DOVER- For police officers who protect and serve their communities every day, the job can be both dangerous and rewarding. But the profession also provides camaraderie and a network of like-minded people that know no boundaries when coming to the aid of fellow officers, or their families. So when Dover patrol officer David Hammack heard the story of a 12-year-old boy in Colorado who needed help, he used his badge, literally.
In June, the Black Forest fire tore through Colorado Springs, CO, and, according to the Denver Post, killed two people, caused $85 million in damage, and destroyed 486 homes. One of those homes belonged to Jeff Jensen, a lieutenant of the Colorado Springs Police Department. His son Kyle Jensen was an avid collector of police uniform patches, and along with his home, his collection was destroyed.
According to another publication, Jeff Jensen’s brother Jared was also a member of the Colorado Springs police department, and was killed in the line of duty in 2006 by a parolee wanted for attempted murder. Following Jared’s murder, Jeff took his son to the National Law Enforcement Officers memorial in Washington, DC, to honor his uncle. At the time, Kyle was 8 years old, and he soon began collecting police uniform patches from around the world.
Following the fire that destroyed Kyle’s collection, Detective Adam Romine of the CSPD and Internet Crimes Against Children Task Force, sent out an email to members of the task force requesting patches from their departments to help replace Jensen’s collection. Detective Romine’s request became a Facebook post, was picked up by a radio station, and through the wonders of social networking, the word spread, and the response was overwhelming.
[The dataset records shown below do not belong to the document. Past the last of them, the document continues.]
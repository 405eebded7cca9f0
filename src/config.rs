use config::{Config, ConfigError, Environment, File};
use serde::Deserialize;
use std::env;
use std::path::Path;
use thiserror::Error;
use tracing::{error, info};
use validator::{Validate, ValidationError, ValidationErrors};

/// Default values for configuration
const DEFAULT_LOG_LEVEL: &str = "info";
const DEFAULT_ENV: &str = "development";
const DEFAULT_PORT: u16 = 8080;
const CONFIG_DIR: &str = "config";
const DEFAULT_TAX_RATE: f64 = 0.20;
const DEFAULT_RATE_LIMIT_REQUESTS: u32 = 10;
const DEFAULT_RATE_LIMIT_WINDOW_SECS: u64 = 60;
const DEFAULT_CURRENCY_API_URL: &str = "https://api.frankfurter.app/latest";
const DEFAULT_CURRENCY_CACHE_TTL_SECS: u64 = 3600;
const DEFAULT_IYZICO_BASE_URL: &str = "https://sandbox-api.iyzipay.com";
const DEFAULT_EMAIL_API_URL: &str = "https://api.resend.com";
const DEFAULT_EMAIL_FROM: &str = "Studio Vista <bookings@studiovista.co>";
const DEFAULT_SITE_BASE_URL: &str = "https://studiovista.co";

/// Application configuration structure with validation
#[derive(Clone, Debug, Deserialize, Validate)]
#[serde(deny_unknown_fields)]
pub struct AppConfig {
    /// Database connection URL
    pub database_url: String,

    /// Server host address
    pub host: String,

    /// Server port (1024-65535)
    #[serde(default = "default_port")]
    pub port: u16,

    /// Application environment
    pub environment: String,

    /// Logging level
    #[serde(default = "default_log_level")]
    #[validate(custom = "validate_log_level")]
    pub log_level: String,

    /// Log in JSON format (structured logging)
    #[serde(default)]
    pub log_json: bool,

    /// Whether to run database migrations on startup
    #[serde(default)]
    pub auto_migrate: bool,

    /// Comma-separated list of allowed CORS origins
    #[serde(default)]
    pub cors_allowed_origins: Option<String>,

    /// Explicitly allow any origin outside development
    #[serde(default)]
    pub cors_allow_any_origin: bool,

    // ========== Database pool ==========
    #[serde(default = "default_db_max_connections")]
    pub db_max_connections: u32,

    #[serde(default = "default_db_min_connections")]
    pub db_min_connections: u32,

    #[serde(default = "default_db_connect_timeout_secs")]
    pub db_connect_timeout_secs: u64,

    // ========== Pricing ==========
    /// VAT rate applied to catalog prices (fraction of base price)
    #[serde(default = "default_tax_rate")]
    #[validate(custom = "validate_tax_rate")]
    pub default_tax_rate: f64,

    /// Public EUR->TRY rate API endpoint (keyless)
    #[serde(default = "default_currency_api_url")]
    pub currency_api_url: String,

    /// How long a fetched exchange rate stays fresh
    #[serde(default = "default_currency_cache_ttl_secs")]
    pub currency_cache_ttl_secs: u64,

    // ========== Rate limiting ==========
    #[serde(default = "default_rate_limit_requests")]
    pub rate_limit_requests_per_window: u32,

    #[serde(default = "default_rate_limit_window_secs")]
    pub rate_limit_window_seconds: u64,

    // ========== Card payment provider (Iyzico) ==========
    #[serde(default = "default_iyzico_base_url")]
    pub iyzico_base_url: String,

    #[serde(default)]
    pub iyzico_api_key: String,

    #[serde(default)]
    pub iyzico_secret_key: String,

    // ========== TRY invoice provider (Turinvoice) ==========
    #[serde(default)]
    pub turinvoice_base_url: Option<String>,

    #[serde(default)]
    pub turinvoice_login: Option<String>,

    #[serde(default)]
    pub turinvoice_password: Option<String>,

    #[serde(default)]
    pub turinvoice_tenant_id: Option<String>,

    /// Shared secret for validating inbound Turinvoice callbacks
    #[serde(default)]
    pub turinvoice_secret_key: Option<String>,

    #[serde(default)]
    pub turinvoice_callback_url: Option<String>,

    // ========== Email ==========
    #[serde(default = "default_email_api_url")]
    pub email_api_url: String,

    #[serde(default)]
    pub email_api_key: Option<String>,

    #[serde(default = "default_email_from")]
    pub email_from: String,

    /// Marketing audience to sync confirmed customers into
    #[serde(default)]
    pub email_audience_id: Option<String>,

    // ========== Ad conversion tracking ==========
    #[serde(default)]
    pub ads_pixel_id: Option<String>,

    #[serde(default)]
    pub ads_access_token: Option<String>,

    /// Public site URL used in email deep links
    #[serde(default = "default_site_base_url")]
    pub site_base_url: String,

    /// Capacity of the post-commit event channel
    #[serde(default = "default_event_channel_capacity")]
    #[validate(custom = "validate_event_channel_capacity")]
    pub event_channel_capacity: usize,
}

impl AppConfig {
    pub fn database_url(&self) -> &str {
        &self.database_url
    }

    pub fn is_development(&self) -> bool {
        self.environment.eq_ignore_ascii_case("development")
            || self.environment.eq_ignore_ascii_case("dev")
    }

    pub fn is_production(&self) -> bool {
        self.environment.eq_ignore_ascii_case("production")
            || self.environment.eq_ignore_ascii_case("prod")
    }

    pub fn log_level(&self) -> &str {
        &self.log_level
    }

    pub fn should_allow_permissive_cors(&self) -> bool {
        self.is_development() || self.cors_allow_any_origin
    }

    /// Constraints that depend on more than one field, so they cannot be
    /// expressed as per-field validator attributes.
    pub fn validate_additional_constraints(&self) -> Result<(), ValidationErrors> {
        let mut errors = ValidationErrors::new();

        if self.is_production() {
            if self.iyzico_api_key.trim().is_empty() || self.iyzico_secret_key.trim().is_empty() {
                let mut err = ValidationError::new("required");
                err.message =
                    Some("iyzico credentials are required outside development".into());
                errors.add("iyzico_api_key", err);
            }
            if self.cors_allowed_origins.is_none() && !self.cors_allow_any_origin {
                let mut err = ValidationError::new("required");
                err.message = Some(
                    "set APP__CORS_ALLOWED_ORIGINS or APP__CORS_ALLOW_ANY_ORIGIN=true".into(),
                );
                errors.add("cors_allowed_origins", err);
            }
        }

        if self.turinvoice_base_url.is_some()
            && (self.turinvoice_login.is_none() || self.turinvoice_password.is_none())
        {
            let mut err = ValidationError::new("required");
            err.message =
                Some("turinvoice_login and turinvoice_password are required when the provider is enabled".into());
            errors.add("turinvoice_login", err);
        }

        if errors.is_empty() {
            Ok(())
        } else {
            Err(errors)
        }
    }

    /// Whether the TRY invoice provider is configured at all.
    pub fn turinvoice_enabled(&self) -> bool {
        self.turinvoice_base_url.is_some()
    }
}

fn default_port() -> u16 {
    DEFAULT_PORT
}

fn default_log_level() -> String {
    DEFAULT_LOG_LEVEL.to_string()
}

fn default_db_max_connections() -> u32 {
    10
}

fn default_db_min_connections() -> u32 {
    1
}

fn default_db_connect_timeout_secs() -> u64 {
    30
}

fn default_tax_rate() -> f64 {
    DEFAULT_TAX_RATE
}

fn default_currency_api_url() -> String {
    DEFAULT_CURRENCY_API_URL.to_string()
}

fn default_currency_cache_ttl_secs() -> u64 {
    DEFAULT_CURRENCY_CACHE_TTL_SECS
}

fn default_rate_limit_requests() -> u32 {
    DEFAULT_RATE_LIMIT_REQUESTS
}

fn default_rate_limit_window_secs() -> u64 {
    DEFAULT_RATE_LIMIT_WINDOW_SECS
}

fn default_iyzico_base_url() -> String {
    DEFAULT_IYZICO_BASE_URL.to_string()
}

fn default_email_api_url() -> String {
    DEFAULT_EMAIL_API_URL.to_string()
}

fn default_email_from() -> String {
    DEFAULT_EMAIL_FROM.to_string()
}

fn default_site_base_url() -> String {
    DEFAULT_SITE_BASE_URL.to_string()
}

fn default_event_channel_capacity() -> usize {
    1024
}

fn validate_log_level(level: &str) -> Result<(), ValidationError> {
    match level.to_ascii_lowercase().as_str() {
        "trace" | "debug" | "info" | "warn" | "error" => Ok(()),
        _ => {
            let mut err = ValidationError::new("log_level");
            err.message = Some("log_level must be one of trace, debug, info, warn, error".into());
            Err(err)
        }
    }
}

fn validate_tax_rate(rate: f64) -> Result<(), ValidationError> {
    if (0.0..=1.0).contains(&rate) {
        Ok(())
    } else {
        let mut err = ValidationError::new("range");
        err.message = Some("tax rate must be a fraction between 0 and 1".into());
        Err(err)
    }
}

fn validate_event_channel_capacity(capacity: usize) -> Result<(), ValidationError> {
    if capacity >= 16 {
        Ok(())
    } else {
        let mut err = ValidationError::new("range");
        err.message = Some("event channel capacity must be at least 16".into());
        Err(err)
    }
}

#[derive(Debug, Error)]
pub enum AppConfigError {
    #[error("Failed to load configuration: {0}")]
    Load(#[from] ConfigError),
    #[error("Configuration validation failed: {0}")]
    Validation(ValidationErrors),
}

pub fn init_tracing(level: &str, json: bool) {
    use tracing_subscriber::{fmt, EnvFilter};

    let default_directive = format!("studio_booking_api={},tower_http=debug", level);
    let filter_directive = env::var("RUST_LOG")
        .ok()
        .filter(|s| !s.trim().is_empty())
        .unwrap_or(default_directive);

    if json {
        let _ = fmt().with_env_filter(filter_directive).json().try_init();
    } else {
        let _ = fmt().with_env_filter(filter_directive).try_init();
    }
}

/// Loads application configuration
///
/// Layers configuration sources in this order:
/// 1. Default config (config/default.toml)
/// 2. Environment-specific config (config/{env}.toml)
/// 3. Environment variables (APP__*)
pub fn load_config() -> Result<AppConfig, AppConfigError> {
    let run_env = env::var("RUN_ENV")
        .or_else(|_| env::var("APP_ENV"))
        .unwrap_or_else(|_| DEFAULT_ENV.to_string());
    info!("Loading configuration for environment: {}", run_env);

    if !Path::new(CONFIG_DIR).exists() {
        info!(
            "Config directory '{}' not found; relying on built-in defaults and environment variables",
            CONFIG_DIR
        );
    }

    let config = Config::builder()
        .set_default("database_url", "sqlite://studio-booking.db?mode=rwc")?
        .set_default("host", "0.0.0.0")?
        .set_default("port", i64::from(DEFAULT_PORT))?
        .set_default("environment", DEFAULT_ENV)?
        .set_default("log_level", DEFAULT_LOG_LEVEL)?
        .set_default("log_json", false)?
        .add_source(File::with_name(&format!("{}/default", CONFIG_DIR)).required(false))
        .add_source(File::with_name(&format!("{}/{}", CONFIG_DIR, run_env)).required(false))
        .add_source(Environment::with_prefix("APP").separator("__"))
        .build()?;

    let app_config: AppConfig = config.try_deserialize()?;

    app_config.validate().map_err(|e| {
        error!("Configuration validation failed: {:?}", e);
        AppConfigError::Validation(e)
    })?;

    app_config.validate_additional_constraints().map_err(|e| {
        error!("Configuration validation failed: {:?}", e);
        AppConfigError::Validation(e)
    })?;

    info!("Configuration loaded successfully");
    Ok(app_config)
}

#[cfg(test)]
mod tests {
    use super::*;

    fn base_config(environment: &str) -> AppConfig {
        AppConfig {
            database_url: "sqlite://studio-booking.db?mode=memory".into(),
            host: "127.0.0.1".into(),
            port: 8080,
            environment: environment.into(),
            log_level: default_log_level(),
            log_json: false,
            auto_migrate: false,
            cors_allowed_origins: None,
            cors_allow_any_origin: false,
            db_max_connections: default_db_max_connections(),
            db_min_connections: default_db_min_connections(),
            db_connect_timeout_secs: default_db_connect_timeout_secs(),
            default_tax_rate: default_tax_rate(),
            currency_api_url: default_currency_api_url(),
            currency_cache_ttl_secs: default_currency_cache_ttl_secs(),
            rate_limit_requests_per_window: default_rate_limit_requests(),
            rate_limit_window_seconds: default_rate_limit_window_secs(),
            iyzico_base_url: default_iyzico_base_url(),
            iyzico_api_key: String::new(),
            iyzico_secret_key: String::new(),
            turinvoice_base_url: None,
            turinvoice_login: None,
            turinvoice_password: None,
            turinvoice_tenant_id: None,
            turinvoice_secret_key: None,
            turinvoice_callback_url: None,
            email_api_url: default_email_api_url(),
            email_api_key: None,
            email_from: default_email_from(),
            email_audience_id: None,
            ads_pixel_id: None,
            ads_access_token: None,
            site_base_url: default_site_base_url(),
            event_channel_capacity: default_event_channel_capacity(),
        }
    }

    #[test]
    fn production_requires_iyzico_credentials() {
        let cfg = base_config("production");
        assert!(cfg.validate_additional_constraints().is_err());
    }

    #[test]
    fn production_passes_with_credentials_and_cors() {
        let mut cfg = base_config("production");
        cfg.iyzico_api_key = "key".into();
        cfg.iyzico_secret_key = "secret".into();
        cfg.cors_allowed_origins = Some("https://studiovista.co".into());
        assert!(cfg.validate_additional_constraints().is_ok());
    }

    #[test]
    fn development_needs_no_credentials() {
        let cfg = base_config("development");
        assert!(cfg.validate_additional_constraints().is_ok());
        assert!(cfg.is_development());
        assert!(cfg.should_allow_permissive_cors());
    }

    #[test]
    fn turinvoice_enabled_requires_login() {
        let mut cfg = base_config("development");
        cfg.turinvoice_base_url = Some("https://portal.turinvoice.com".into());
        assert!(cfg.validate_additional_constraints().is_err());

        cfg.turinvoice_login = Some("studiovista".into());
        cfg.turinvoice_password = Some("hunter2".into());
        assert!(cfg.validate_additional_constraints().is_ok());
        assert!(cfg.turinvoice_enabled());
    }

    #[test]
    fn tax_rate_validation_bounds() {
        assert!(validate_tax_rate(0.20).is_ok());
        assert!(validate_tax_rate(0.0).is_ok());
        assert!(validate_tax_rate(1.0).is_ok());
        assert!(validate_tax_rate(1.2).is_err());
        assert!(validate_tax_rate(-0.1).is_err());
    }
}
“It hit social media and it was out,” said Romine. “Expectations were if each task force I sent the email to sent one, I’d get 200-300, which would have replaced his collection. Needless to say, the response exceeded my expectations.”
So far Romine has received 5,000 patches from across the country and around the world, including countries like Russia, the Philippines, Australia, and New Zealand. Working with his wife and another couple to catalogue the patches, Romine says they’re still only halfway through the patches they’ve received.
“I think the one thing it does show is the brotherhood and camaraderie in the police family,” said Romine. “We won’t make a million bucks doing this job, but when push comes to shove we all take care of each other.”
It was social media that brought Kyle Jensen’s story to the attention of the Dover Police Department. Officer Hammack manages the department’s Facebook page, and after a follower sent the story there, Hammack verified the story with CSPD and asked Sgt. Randy Johnson for permission to answer Detective Romine’s call for patches.
Hammack’s reason for sending the patch once again points to the police family. “As a fellow police department, we always look to support others,” said Hammack. “It’s a brotherhood and I think that we can not only learn from where each other has been, but also that no area is immune to natural disasters, and we always want to be there for anywhere that needs assistance.”
Hammack joined the Dover Police Department in November after moving to Wilmington from Atlanta, GA. Hammack was a police officer in Gwinett County, GA, for six years, and moved to Wilmington to help start the Valley Town Church on South Main Street in Wilmington.